I wasn’t supposed to see it. My grandmother was watching Sofia and me that day, but the bakery is right on the edge of the village square, and while she was busy with my baby sister, I snuck outs
ide and—
“She just watched, while they tied him to the stake and set him on fire, because they thought he was a monster. But she was the monster. We all are.”
“She had no other choice, child. He was infected. It broke her heart to watch him suffer and die, but if he’d lived, he would no longer have been your father. Her husband. He would have become a whitewulf. He would have terrorized the village, and it would have been up to your mother to protect Oakvale, even against her own husband. And your maman . . . she would never have let me spare her that burden. She would have done her duty herself, but she never got that chance, because he was pulled from the woods by the watch before she even knew he’d gone into the forest.”
“But surely she could have tried to save him.” I knew I was wrong, even as I said the words. I understood that now better than ever before, having seen a whitewulf for myself. But my heart could not admit what my head knew to be true. I could not think of my father as a danger to anyone, much less to an entire village.
“Suspicion would have been cast upon her, if she’d tried to defend him. People would have believed her to be infected too, because who would defend a werewolf but another werewolf? And that was too close to the truth to risk. She had to protect you girls. And your father understood that. He never fought his sentence.”
My hand clenched around my stew bowl, while I tried to accept what I was hearing.
My father believed he had to die.

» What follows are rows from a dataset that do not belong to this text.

//! Local-first session state: notes and presence.
//!
//! # Responsibility
//! - Hold the participant's optimistic copy of the shared board.
//! - Expose mutation APIs that the sync engine later publishes.

pub mod note_store;
pub mod presence;
pub mod seed;
//! Presence tracker for active participants.
//!
//! # Invariants
//! - The local participant is never removed by `expire` or `replace_remote`.
//! - `is_typing` is cleared once the debounce deadline has passed; reads
//!   through `participants`/`get` always observe the settled value.

use crate::model::note::NoteColor;
use crate::model::participant::{Participant, ParticipantId};
use crate::model::Timestamp;
use log::debug;
use std::collections::BTreeMap;

#[derive(Debug, Clone)]
struct PresenceEntry {
    participant: Participant,
    typing_deadline: Option<Timestamp>,
}

/// Tracks participants and their transient typing state.
pub struct PresenceTracker {
    local_id: ParticipantId,
    entries: BTreeMap<ParticipantId, PresenceEntry>,
    liveness_window_ms: u64,
    typing_debounce_ms: u64,
}

impl PresenceTracker {
    pub fn new(local_id: ParticipantId, liveness_window_ms: u64, typing_debounce_ms: u64) -> Self {
        Self {
            local_id,
            entries: BTreeMap::new(),
            liveness_window_ms,
            typing_debounce_ms,
        }
    }

    pub fn local_id(&self) -> &ParticipantId {
        &self.local_id
    }

    /// Upserts one participant and refreshes `last_active_at`.
    ///
    /// `typing = true` (re)arms the debounce deadline at
    /// `now + typing_debounce`; `typing = false` clears it immediately.
    pub fn touch(
        &mut self,
        participant_id: &ParticipantId,
        display_name: &str,
        color_tag: NoteColor,
        typing: bool,
        now: Timestamp,
    ) {
        let typing_deadline = typing.then(|| now.saturating_add(self.typing_debounce_ms));
        let participant = Participant {
            participant_id: participant_id.clone(),
            display_name: display_name.to_string(),
            last_active_at: now,
            is_typing: typing,
            color_tag,
        };
        self.entries.insert(
            participant_id.clone(),
            PresenceEntry {
                participant,
                typing_deadline,
            },
        );
    }

    /// Refreshes `last_active_at` without touching the typing state.
    /// Returns `false` when the participant is unknown.
    pub fn heartbeat(&mut self, participant_id: &ParticipantId, now: Timestamp) -> bool {
        match self.entries.get_mut(participant_id) {
            Some(entry) => {
                entry.participant.last_active_at = now;
                true
            }
            None => false,
        }
    }

    /// Removes participants idle longer than the liveness window.
    ///
    /// The local participant is never expired. Returns removed ids.
    pub fn expire(&mut self, now: Timestamp) -> Vec<ParticipantId> {
        let window = self.liveness_window_ms;
        let stale = self
            .entries
            .iter()
            .filter(|(id, entry)| {
                **id != self.local_id
                    && now.saturating_sub(entry.participant.last_active_at) > window
            })
            .map(|(id, _)| id.clone())
            .collect::<Vec<_>>();

        for id in &stale {
            self.entries.remove(id);
        }
        if !stale.is_empty() {
            debug!(
                "event=presence_expire module=presence status=ok removed={}",
                stale.len()
            );
        }
        stale
    }

    /// Clears typing flags whose debounce deadline has passed.
    pub fn settle_typing(&mut self, now: Timestamp) {
        for entry in self.entries.values_mut() {
            if let Some(deadline) = entry.typing_deadline {
                if now >= deadline {
                    entry.typing_deadline = None;
                    entry.participant.is_typing = false;
                }
            }
        }
    }

    /// Settled participant list sorted by id.
    pub fn participants(&mut self, now: Timestamp) -> Vec<Participant> {
        self.settle_typing(now);
        self.entries
            .values()
            .map(|entry| entry.participant.clone())
            .collect()
    }

    /// Settled read of one participant.
    pub fn get(&mut self, participant_id: &ParticipantId, now: Timestamp) -> Option<Participant> {
        self.settle_typing(now);
        self.entries
            .get(participant_id)
            .map(|entry| entry.participant.clone())
    }

    pub fn len(&self) -> usize {
        self.entries.len()
    }

    pub fn is_empty(&self) -> bool {
        self.entries.is_empty()
    }

    /// Replaces every non-local record with `participants`.
    ///
    /// Remote records carry no debounce deadline; their `is_typing` flag is
    /// taken as published. The local record is kept as-is.
    pub fn replace_remote(&mut self, participants: Vec<Participant>) {
        let local = self.entries.remove(&self.local_id);
        self.entries.clear();
        for participant in participants {
            if participant.participant_id == self.local_id {
                continue;
            }
            self.entries.insert(
                participant.participant_id.clone(),
                PresenceEntry {
                    participant,
                    typing_deadline: None,
                },
            );
        }
        if let Some(local) = local {
            self.entries.insert(self.local_id.clone(), local);
        }
    }
}

#[cfg(test)]
mod tests {
    use super::PresenceTracker;
    use crate::model::note::NoteColor;
    use crate::model::participant::{Participant, ParticipantId};

    fn tracker() -> PresenceTracker {
        PresenceTracker::new(ParticipantId::new("local"), 30_000, 2_000)
    }

    #[test]
    fn typing_flag_clears_after_debounce() {
        let mut presence = tracker();
        let id = ParticipantId::new("local");
        presence.touch(&id, "Ada", NoteColor::Blue, true, 1_000);

        assert!(presence.get(&id, 2_999).expect("present").is_typing);
        assert!(!presence.get(&id, 3_000).expect("present").is_typing);
    }

    #[test]
    fn rearming_typing_extends_deadline() {
        let mut presence = tracker();
        let id = ParticipantId::new("local");
        presence.touch(&id, "Ada", NoteColor::Blue, true, 0);
        presence.touch(&id, "Ada", NoteColor::Blue, true, 1_500);

        assert!(presence.get(&id, 3_000).expect("present").is_typing);
        assert!(!presence.get(&id, 3_500).expect("present").is_typing);
    }

    #[test]
    fn expire_keeps_local_participant() {
        let mut presence = tracker();
        presence.touch(&ParticipantId::new("local"), "Ada", NoteColor::Blue, false, 0);
        presence.touch(&ParticipantId::new("peer"), "Bob", NoteColor::Pink, false, 0);
        presence.touch(&ParticipantId::new("fresh"), "Cy", NoteColor::Green, false, 20_000);

        let removed = presence.expire(30_001);
        assert_eq!(removed, vec![ParticipantId::new("peer")]);
        assert!(presence.get(&ParticipantId::new("local"), 30_001).is_some());
        assert!(presence.get(&ParticipantId::new("fresh"), 30_001).is_some());
    }

    #[test]
    fn expire_boundary_is_exclusive() {
        let mut presence = tracker();
        presence.touch(&ParticipantId::new("peer"), "Bob", NoteColor::Pink, false, 0);
        assert!(presence.expire(30_000).is_empty());
        assert_eq!(presence.expire(30_001).len(), 1);
    }

    #[test]
    fn replace_remote_keeps_local_record() {
        let mut presence = tracker();
        presence.touch(&ParticipantId::new("local"), "Ada", NoteColor::Blue, true, 10);
        presence.touch(&ParticipantId::new("old"), "Old", NoteColor::Blue, false, 10);

        presence.replace_remote(vec![
            Participant {
                participant_id: ParticipantId::new("local"),
                display_name: "stale copy".to_string(),
                last_active_at: 0,
                is_typing: false,
                color_tag: NoteColor::Yellow,
            },
            Participant {
                participant_id: ParticipantId::new("peer"),
                display_name: "Bob".to_string(),
                last_active_at: 5,
                is_typing: true,
                color_tag: NoteColor::Orange,
            },
        ]);

        let all = presence.participants(10);
        let ids = all
            .iter()
            .map(|p| p.participant_id.as_str().to_string())
            .collect::<Vec<_>>();
        assert_eq!(ids, vec!["local".to_string(), "peer".to_string()]);
        assert_eq!(all[0].display_name, "Ada");
        assert!(all[1].is_typing);
    }
}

And my mother let it happen.
“Now that you know who you really are, you should have a long talk with your mother. Find out who she really is. And who your father was. But make sure Sofia is not listening. Your sister cannot know about any of this until she’s older.”
“Can’t you tell me about them?”
“I could, but your mother deserves to tell her own story. I can tell you about my own life, however.” Gran spread her arms wide, her bowl gracefully balanced on one knee. “Over the years, I’ve watched this unnatural forest swallow Oakvale like it swallowed this clearing, isolating our little village, except where the river borders it. I have fought against the dark wood my entire life.” Firelight flickered in her eyes. “And I will continue to do that until the day I die.”